#### Task objective:
Among the lines of the entries below, count those containing the word "sequencer" and answer with the number only.

(Collected data entries)
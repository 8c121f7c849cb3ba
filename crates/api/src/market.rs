//! Market snapshot types and the fetcher abstraction.

use anyhow::Result;
use async_trait::async_trait;
use chrono::{DateTime, Utc};
use serde::{Deserialize, Serialize};
use std::collections::HashMap;
use std::fmt::Debug;

/// Risk parameters and market state for a single reserve.
#[derive(Debug, Clone, PartialEq, Serialize, Deserialize)]
#[serde(rename_all = "camelCase")]
pub struct Asset {
    /// Ticker symbol (e.g., "ETH")
    pub symbol: String,
    /// Human readable name
    pub name: String,
    /// Token decimals
    pub decimals: u8,
    /// Loan-to-value as a fraction (0.75 = 75%)
    pub ltv: f64,
    /// Liquidation threshold as a fraction
    pub liquidation_threshold: f64,
    /// Liquidation bonus as a fraction (0.05 = 5% discount to liquidators)
    pub liquidation_bonus: f64,
    /// Supply APY as a fraction
    #[serde(rename = "supplyAPY")]
    pub supply_apy: f64,
    /// Variable borrow APY as a fraction
    #[serde(rename = "borrowAPY")]
    pub borrow_apy: f64,
    /// USD price
    pub price: f64,
    /// Total supplied (whole tokens)
    pub total_supply: f64,
    /// Total borrowed (whole tokens)
    pub total_borrow: f64,
    /// Borrowed / supplied
    pub utilization_rate: f64,
}

impl Asset {
    /// Check `0 <= ltv <= liquidation_threshold <= 1` and `price >= 0`.
    pub fn validate(&self) -> Result<()> {
        let in_unit = |v: f64| v.is_finite() && (0.0..=1.0).contains(&v);

        if !in_unit(self.ltv) || !in_unit(self.liquidation_threshold) {
            anyhow::bail!(
                "{}: ltv {} / liquidation threshold {} outside [0, 1]",
                self.symbol,
                self.ltv,
                self.liquidation_threshold
            );
        }
        if self.ltv > self.liquidation_threshold {
            anyhow::bail!(
                "{}: ltv {} exceeds liquidation threshold {}",
                self.symbol,
                self.ltv,
                self.liquidation_threshold
            );
        }
        if !self.price.is_finite() || self.price < 0.0 {
            anyhow::bail!("{}: invalid price {}", self.symbol, self.price);
        }
        Ok(())
    }
}

/// Complete market state for one chain, produced by a single fetch.
#[derive(Debug, Clone, PartialEq, Serialize, Deserialize)]
#[serde(rename_all = "camelCase")]
pub struct MarketSnapshot {
    /// Assets keyed by symbol
    pub assets: HashMap<String, Asset>,
    /// When the data was produced
    pub last_updated: DateTime<Utc>,
    /// Chain the data belongs to
    pub chain_id: u64,
}

impl MarketSnapshot {
    /// Build a snapshot from a list of assets.
    pub fn new(
        chain_id: u64,
        last_updated: DateTime<Utc>,
        assets: impl IntoIterator<Item = Asset>,
    ) -> Self {
        Self {
            assets: assets.into_iter().map(|a| (a.symbol.clone(), a)).collect(),
            last_updated,
            chain_id,
        }
    }

    /// Look up an asset by symbol.
    pub fn asset(&self, symbol: &str) -> Option<&Asset> {
        self.assets.get(symbol)
    }

    /// Price of an asset, if listed.
    pub fn price(&self, symbol: &str) -> Option<f64> {
        self.assets.get(symbol).map(|a| a.price)
    }

    /// Validate every asset in the snapshot.
    pub fn validate(&self) -> Result<()> {
        if self.assets.is_empty() {
            anyhow::bail!("snapshot for chain {} contains no assets", self.chain_id);
        }
        for asset in self.assets.values() {
            asset.validate()?;
        }
        Ok(())
    }

    /// Sorted list of listed symbols.
    pub fn symbols(&self) -> Vec<&str> {
        let mut symbols: Vec<&str> = self.assets.keys().map(String::as_str).collect();
        symbols.sort_unstable();
        symbols
    }
}

/// Source of market snapshots.
///
/// Production implementations query an external indexing service; tests
/// supply a stub.
#[async_trait]
pub trait MarketDataFetcher: Send + Sync + Debug {
    /// Short identifier used in logs.
    fn name(&self) -> &'static str;

    /// Fetch a complete snapshot for the given chain.
    async fn fetch(&self, chain_id: u64) -> Result<MarketSnapshot>;
}

#[cfg(test)]
mod tests {
    use super::*;

    fn eth() -> Asset {
        Asset {
            symbol: "ETH".to_string(),
            name: "Ethereum".to_string(),
            decimals: 18,
            ltv: 0.75,
            liquidation_threshold: 0.82,
            liquidation_bonus: 0.05,
            supply_apy: 0.02,
            borrow_apy: 0.04,
            price: 2000.0,
            total_supply: 1_000_000.0,
            total_borrow: 500_000.0,
            utilization_rate: 0.5,
        }
    }

    #[test]
    fn test_asset_validation() {
        assert!(eth().validate().is_ok());

        let mut inverted = eth();
        inverted.ltv = 0.9;
        assert!(inverted.validate().is_err());

        let mut negative = eth();
        negative.price = -1.0;
        assert!(negative.validate().is_err());

        let mut over_one = eth();
        over_one.liquidation_threshold = 1.2;
        assert!(over_one.validate().is_err());
    }

    #[test]
    fn test_snapshot_lookup() {
        let snapshot = MarketSnapshot::new(1, Utc::now(), vec![eth()]);
        assert_eq!(snapshot.price("ETH"), Some(2000.0));
        assert!(snapshot.asset("DOGE").is_none());
        assert_eq!(snapshot.symbols(), vec!["ETH"]);
    }

    #[test]
    fn test_wire_field_names() {
        let json = serde_json::to_value(eth()).unwrap();
        assert_eq!(json["liquidationThreshold"], 0.82);
        assert_eq!(json["supplyAPY"], 0.02);
        assert_eq!(json["borrowAPY"], 0.04);
    }
}
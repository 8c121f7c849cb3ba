//! Time source injected into the market-data cache.

use chrono::{DateTime, Duration, Utc};
use parking_lot::Mutex;
use std::fmt::Debug;

pub trait Clock: Send + Sync + Debug {
    fn now(&self) -> DateTime<Utc>;
}

/// Wall clock.
#[derive(Debug, Default, Clone, Copy)]
pub struct SystemClock;

impl Clock for SystemClock {
    fn now(&self) -> DateTime<Utc> {
        Utc::now()
    }
}

/// Clock that only moves when told to.
#[derive(Debug)]
pub struct ManualClock {
    now: Mutex<DateTime<Utc>>,
}

impl ManualClock {
    pub fn new(start: DateTime<Utc>) -> Self {
        Self {
            now: Mutex::new(start),
        }
    }

    pub fn advance(&self, by: std::time::Duration) {
        let Ok(by) = Duration::from_std(by) else {
            return;
        };
        let mut now = self.now.lock();
        *now = now.checked_add_signed(by).unwrap_or(*now);
    }

    pub fn set(&self, to: DateTime<Utc>) {
        *self.now.lock() = to;
    }
}

impl Default for ManualClock {
    fn default() -> Self {
        Self::new(Utc::now())
    }
}

impl Clock for ManualClock {
    fn now(&self) -> DateTime<Utc> {
        *self.now.lock()
    }
}

#[cfg(test)]
mod tests {
    use super::*;

    #[test]
    fn test_manual_clock_advances() {
        let start = Utc::now();
        let clock = ManualClock::new(start);
        assert_eq!(clock.now(), start);

        clock.advance(std::time::Duration::from_secs(31));
        assert_eq!((clock.now() - start).num_seconds(), 31);
    }
}
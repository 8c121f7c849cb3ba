use looper_chain::ActionKind;
use thiserror::Error;

/// Typed error taxonomy for the simulation core.
///
/// Every variant is recoverable by the caller. `MarketDataUnavailable` is
/// never returned as an `Err`; it is attached to a successful market-data
/// response as a warning.
#[derive(Error, Debug, Clone, PartialEq)]
pub enum LoopError {
    // -- Input --------------------------------------------------------------
    #[error("invalid strategy: {reason}")]
    InvalidStrategy { reason: String },

    #[error("invalid action{}: {reason}", at_index(.index))]
    InvalidAction { index: Option<usize>, reason: String },

    // -- Market data --------------------------------------------------------
    #[error("market data unavailable for chain {chain_id}: {reason}")]
    MarketDataUnavailable { chain_id: u64, reason: String },

    #[error("asset {symbol} not found on chain {chain_id}")]
    AssetNotFound { symbol: String, chain_id: u64 },

    // -- Execution ----------------------------------------------------------
    #[error("action {index} ({kind}) failed: {reason}")]
    ActionFailed {
        index: usize,
        kind: ActionKind,
        reason: String,
    },

    #[error("settlement backend error: {reason}")]
    Settlement { reason: String },

    // -- Configuration ------------------------------------------------------
    #[error("configuration error: {0}")]
    Config(String),
}

fn at_index(index: &Option<usize>) -> String {
    index.map(|i| format!(" at index {i}")).unwrap_or_default()
}

impl LoopError {
    pub(crate) fn invalid_strategy(reason: impl Into<String>) -> Self {
        Self::InvalidStrategy {
            reason: reason.into(),
        }
    }
}

#[cfg(test)]
mod tests {
    use super::*;

    #[test]
    fn test_messages() {
        let err = LoopError::ActionFailed {
            index: 2,
            kind: ActionKind::Repay,
            reason: "exceeds debt".to_string(),
        };
        assert_eq!(err.to_string(), "action 2 (repay) failed: exceeds debt");

        let err = LoopError::InvalidAction {
            index: None,
            reason: "bad principal".to_string(),
        };
        assert_eq!(err.to_string(), "invalid action: bad principal");

        let err = LoopError::InvalidAction {
            index: Some(1),
            reason: "amount".to_string(),
        };
        assert_eq!(err.to_string(), "invalid action at index 1: amount");
    }
}
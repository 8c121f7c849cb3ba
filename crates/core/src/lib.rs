//! Leverage loop simulation core.
//!
//! This crate provides:
//! - Runtime configuration with profiles
//! - Cached market data access with single-flight refetch and fallback
//! - Health factor and liquidation price calculations
//! - The bounded leverage loop simulator
//! - Atomic execution of flash-loan action sequences

pub mod clock;
pub mod config;
mod error;
mod market_data;
pub mod risk;
mod sequencer;
mod simulator;

pub use clock::{Clock, ManualClock, SystemClock};
pub use config::LooperConfig;
pub use error::LoopError;
pub use market_data::{MarketData, MarketDataProvider, SnapshotSource};
pub use risk::{Position, RiskAssessment, RiskCalculator, RiskTier};
pub use sequencer::{ActionSequencer, AtomicReceipt, Principal};
pub use simulator::{
    LoopIteration, LoopStrategy, PositionSimulator, SimulationResult, StrategyAssets, MAX_LOOPS,
};
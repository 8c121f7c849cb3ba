//! Health factor and liquidation price calculations.
//!
//! All functions are pure. Amounts are token units keyed by asset symbol and
//! valued at the snapshot price. Symbols the snapshot does not list contribute
//! nothing.

use looper_api::{Asset, MarketSnapshot};
use serde::{Deserialize, Serialize};
use std::collections::BTreeMap;

use crate::config::RiskConfig;

/// Health factor target used when none is given.
pub const DEFAULT_HEALTH_FACTOR_TARGET: f64 = 1.8;

/// Live multi-asset position: symbol → token amount.
#[derive(Debug, Clone, Default, PartialEq, Serialize, Deserialize)]
pub struct Position {
    pub collateral: BTreeMap<String, f64>,
    pub debt: BTreeMap<String, f64>,
}

impl Position {
    pub fn new() -> Self {
        Self::default()
    }

    pub fn with_collateral(mut self, symbol: impl Into<String>, amount: f64) -> Self {
        self.collateral.insert(symbol.into(), amount);
        self
    }

    pub fn with_debt(mut self, symbol: impl Into<String>, amount: f64) -> Self {
        self.debt.insert(symbol.into(), amount);
        self
    }
}

/// Risk tier derived from the health factor.
#[derive(Debug, Clone, Copy, PartialEq, Eq, Hash, Serialize, Deserialize)]
pub enum RiskTier {
    /// HF < 1.0
    Liquidatable,
    /// 1.0 <= HF < min health factor
    Critical,
    /// min health factor <= HF < target
    Warning,
    /// HF >= target
    Safe,
}

impl RiskTier {
    /// Classify a health factor against the configured thresholds.
    pub fn from_health_factor(hf: f64, cfg: &RiskConfig) -> Self {
        if hf < 1.0 {
            Self::Liquidatable
        } else if hf < cfg.min_health_factor {
            Self::Critical
        } else if hf < cfg.health_factor_target {
            Self::Warning
        } else {
            Self::Safe
        }
    }
}

/// Result of assessing a live position.
///
/// Serialize-only: an infinite health factor renders as `null`.
#[derive(Debug, Clone, PartialEq, Serialize)]
#[serde(rename_all = "camelCase")]
pub struct RiskAssessment {
    pub total_collateral_value: f64,
    pub total_debt_value: f64,
    pub health_factor: f64,
    /// Collateral symbol → price at which the position becomes liquidatable
    pub liquidation_prices: BTreeMap<String, f64>,
    /// Σ amount · price · LTV
    pub borrow_capacity: f64,
    /// Debt value / borrow capacity
    pub utilization: f64,
    pub liquidation_buffer_pct: f64,
    /// HF below `1 + RiskConfig::liquidation_buffer`
    pub buffer_breached: bool,
    /// Collateral value / (collateral value - debt value)
    pub leverage: f64,
    /// Leverage above `RiskConfig::max_leverage`
    pub leverage_exceeded: bool,
    pub tier: RiskTier,
}

fn value_of(
    amounts: &BTreeMap<String, f64>,
    market: &MarketSnapshot,
    weight: impl Fn(&Asset) -> f64,
) -> f64 {
    amounts
        .iter()
        .filter_map(|(symbol, amount)| {
            market
                .asset(symbol)
                .map(|asset| amount * asset.price * weight(asset))
        })
        .sum()
}

/// Σ amount · price over the listed symbols.
pub fn total_value(amounts: &BTreeMap<String, f64>, market: &MarketSnapshot) -> f64 {
    value_of(amounts, market, |_| 1.0)
}

/// Σ(c · price · LT) / Σ(d · price). `f64::INFINITY` when there is no debt.
pub fn health_factor(
    collateral: &BTreeMap<String, f64>,
    debt: &BTreeMap<String, f64>,
    market: &MarketSnapshot,
) -> f64 {
    let debt_value = total_value(debt, market);
    if debt_value <= 0.0 {
        return f64::INFINITY;
    }
    value_of(collateral, market, |a| a.liquidation_threshold) / debt_value
}

/// Per collateral asset: total debt value / (amount · LT).
///
/// Assets with a zero amount, a non-positive threshold or no snapshot entry
/// are omitted.
pub fn liquidation_price(
    collateral: &BTreeMap<String, f64>,
    debt: &BTreeMap<String, f64>,
    market: &MarketSnapshot,
) -> BTreeMap<String, f64> {
    let debt_value = total_value(debt, market);

    collateral
        .iter()
        .filter(|(_, amount)| **amount > 0.0)
        .filter_map(|(symbol, amount)| {
            let lt = market.asset(symbol)?.liquidation_threshold;
            (lt > 0.0).then(|| (symbol.clone(), debt_value / (amount * lt)))
        })
        .collect()
}

/// Single-pair health factor used inside the leverage loop.
#[inline]
pub fn simple_health_factor(collateral: f64, debt: f64, collateral_ratio: f64) -> f64 {
    if debt == 0.0 {
        return f64::INFINITY;
    }
    collateral * collateral_ratio / debt
}

#[inline]
pub fn is_position_safe(hf: f64, target: f64) -> bool {
    hf >= target
}

/// Distance above liquidation, in percent.
#[inline]
pub fn liquidation_buffer_pct(hf: f64) -> f64 {
    (hf - 1.0) * 100.0
}

/// Σ amount · price · LTV.
pub fn borrow_capacity(collateral: &BTreeMap<String, f64>, market: &MarketSnapshot) -> f64 {
    value_of(collateral, market, |a| a.ltv)
}

/// Collateral value per unit of equity. 1.0 without debt, `f64::INFINITY`
/// once debt reaches the collateral value.
pub fn leverage(collateral_value: f64, debt_value: f64) -> f64 {
    if debt_value <= 0.0 {
        return 1.0;
    }
    let equity = collateral_value - debt_value;
    if equity <= 0.0 {
        return f64::INFINITY;
    }
    collateral_value / equity
}

/// Risk assessment with tier thresholds taken from [`RiskConfig`].
#[derive(Debug, Clone, Default)]
pub struct RiskCalculator {
    config: RiskConfig,
}

impl RiskCalculator {
    pub fn new(config: RiskConfig) -> Self {
        Self { config }
    }

    pub fn assess(&self, position: &Position, market: &MarketSnapshot) -> RiskAssessment {
        let total_collateral_value = total_value(&position.collateral, market);
        let total_debt_value = total_value(&position.debt, market);
        let hf = health_factor(&position.collateral, &position.debt, market);
        let capacity = borrow_capacity(&position.collateral, market);

        let utilization = if total_debt_value <= 0.0 {
            0.0
        } else if capacity <= 0.0 {
            f64::INFINITY
        } else {
            total_debt_value / capacity
        };
        let leverage = leverage(total_collateral_value, total_debt_value);

        RiskAssessment {
            total_collateral_value,
            total_debt_value,
            health_factor: hf,
            liquidation_prices: liquidation_price(&position.collateral, &position.debt, market),
            borrow_capacity: capacity,
            utilization,
            liquidation_buffer_pct: liquidation_buffer_pct(hf),
            buffer_breached: hf < 1.0 + self.config.liquidation_buffer,
            leverage,
            leverage_exceeded: leverage > self.config.max_leverage,
            tier: RiskTier::from_health_factor(hf, &self.config),
        }
    }
}

#[cfg(test)]
mod tests {
    use super::*;
    use chrono::Utc;
    use looper_api::fallback_snapshot;

    fn market() -> MarketSnapshot {
        fallback_snapshot(1, Utc::now())
    }

    fn with_eth_threshold(lt: f64) -> MarketSnapshot {
        let base = market();
        let assets = base.assets.values().cloned().map(|mut a: Asset| {
            if a.symbol == "ETH" {
                a.liquidation_threshold = lt;
                a.ltv = a.ltv.min(lt);
            }
            a
        });
        MarketSnapshot::new(1, base.last_updated, assets)
    }

    fn map(entries: &[(&str, f64)]) -> BTreeMap<String, f64> {
        entries.iter().map(|(s, a)| (s.to_string(), *a)).collect()
    }

    #[test]
    fn test_health_factor_multi_asset() {
        // 1 ETH @ 2000, LT 0.82; 1000 USDC debt @ 1
        let hf = health_factor(&map(&[("ETH", 1.0)]), &map(&[("USDC", 1000.0)]), &market());
        assert!((hf - 1.64).abs() < 1e-9);
    }

    #[test]
    fn test_health_factor_infinite_without_debt() {
        let market = market();
        let collateral = map(&[("ETH", 5.0)]);
        assert_eq!(health_factor(&collateral, &BTreeMap::new(), &market), f64::INFINITY);
        assert_eq!(health_factor(&collateral, &map(&[("USDC", 0.0)]), &market), f64::INFINITY);
        assert_eq!(simple_health_factor(100.0, 0.0, 0.75), f64::INFINITY);
    }

    #[test]
    fn test_unknown_symbols_ignored() {
        let hf = health_factor(
            &map(&[("ETH", 1.0), ("DOGE", 1000.0)]),
            &map(&[("USDC", 1000.0)]),
            &market(),
        );
        assert!((hf - 1.64).abs() < 1e-9);
    }

    #[test]
    fn test_liquidation_price() {
        let prices = liquidation_price(
            &map(&[("ETH", 1.0), ("USDC", 0.0)]),
            &map(&[("USDC", 1000.0)]),
            &market(),
        );
        assert_eq!(prices.len(), 1);
        assert!((prices["ETH"] - 1000.0 / 0.82).abs() < 1e-9);
    }

    #[test]
    fn test_liquidation_price_decreases_with_threshold() {
        let collateral = map(&[("ETH", 2.0)]);
        let debt = map(&[("USDC", 1500.0)]);

        let mut previous = f64::INFINITY;
        for lt in [0.5, 0.6, 0.7, 0.8, 0.9] {
            let price = liquidation_price(&collateral, &debt, &with_eth_threshold(lt))["ETH"];
            assert!(price < previous, "lt {lt}: {price} !< {previous}");
            previous = price;
        }
    }

    #[test]
    fn test_simple_health_factor() {
        assert!((simple_health_factor(160.0, 60.0, 0.75) - 2.0).abs() < 1e-12);
    }

    #[test]
    fn test_safety_helpers() {
        assert!(is_position_safe(1.8, DEFAULT_HEALTH_FACTOR_TARGET));
        assert!(!is_position_safe(1.79, DEFAULT_HEALTH_FACTOR_TARGET));
        assert!((liquidation_buffer_pct(1.25) - 25.0).abs() < 1e-9);
    }

    #[test]
    fn test_tiers() {
        let cfg = RiskConfig::default();
        assert_eq!(RiskTier::from_health_factor(0.99, &cfg), RiskTier::Liquidatable);
        assert_eq!(RiskTier::from_health_factor(1.0, &cfg), RiskTier::Critical);
        assert_eq!(RiskTier::from_health_factor(1.5, &cfg), RiskTier::Warning);
        assert_eq!(RiskTier::from_health_factor(1.8, &cfg), RiskTier::Safe);
        assert_eq!(RiskTier::from_health_factor(f64::INFINITY, &cfg), RiskTier::Safe);
    }

    #[test]
    fn test_assess() {
        let position = Position::new()
            .with_collateral("ETH", 1.0)
            .with_debt("USDC", 1000.0);
        let assessment = RiskCalculator::default().assess(&position, &market());

        assert_eq!(assessment.total_collateral_value, 2000.0);
        assert_eq!(assessment.total_debt_value, 1000.0);
        assert!((assessment.borrow_capacity - 1500.0).abs() < 1e-9);
        assert!((assessment.utilization - 1000.0 / 1500.0).abs() < 1e-9);
        assert!((assessment.liquidation_buffer_pct - 64.0).abs() < 1e-9);
        assert!(!assessment.buffer_breached);
        assert!((assessment.leverage - 2.0).abs() < 1e-9);
        assert!(!assessment.leverage_exceeded);
        assert_eq!(assessment.tier, RiskTier::Warning);
    }

    #[test]
    fn test_leverage() {
        assert_eq!(leverage(2000.0, 0.0), 1.0);
        assert!((leverage(2000.0, 1500.0) - 4.0).abs() < 1e-9);
        assert_eq!(leverage(1000.0, 1000.0), f64::INFINITY);
        assert_eq!(leverage(1000.0, 1200.0), f64::INFINITY);
    }

    #[test]
    fn test_assess_flags_risk_limits() {
        // HF 1.025, leverage 5
        let position = Position::new()
            .with_collateral("ETH", 1.0)
            .with_debt("USDC", 1600.0);
        let config = RiskConfig {
            liquidation_buffer: 0.05,
            max_leverage: 5.0,
            ..Default::default()
        };
        let assessment = RiskCalculator::new(config).assess(&position, &market());
        assert!(assessment.buffer_breached);
        assert!((assessment.leverage - 5.0).abs() < 1e-9);
        assert!(!assessment.leverage_exceeded);

        let position = position.with_debt("USDC", 1700.0);
        let assessment = RiskCalculator::new(RiskConfig {
            max_leverage: 5.0,
            ..Default::default()
        })
        .assess(&position, &market());
        assert!(assessment.leverage_exceeded);
        assert!(assessment.buffer_breached);
    }
}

#### Exercise response:
2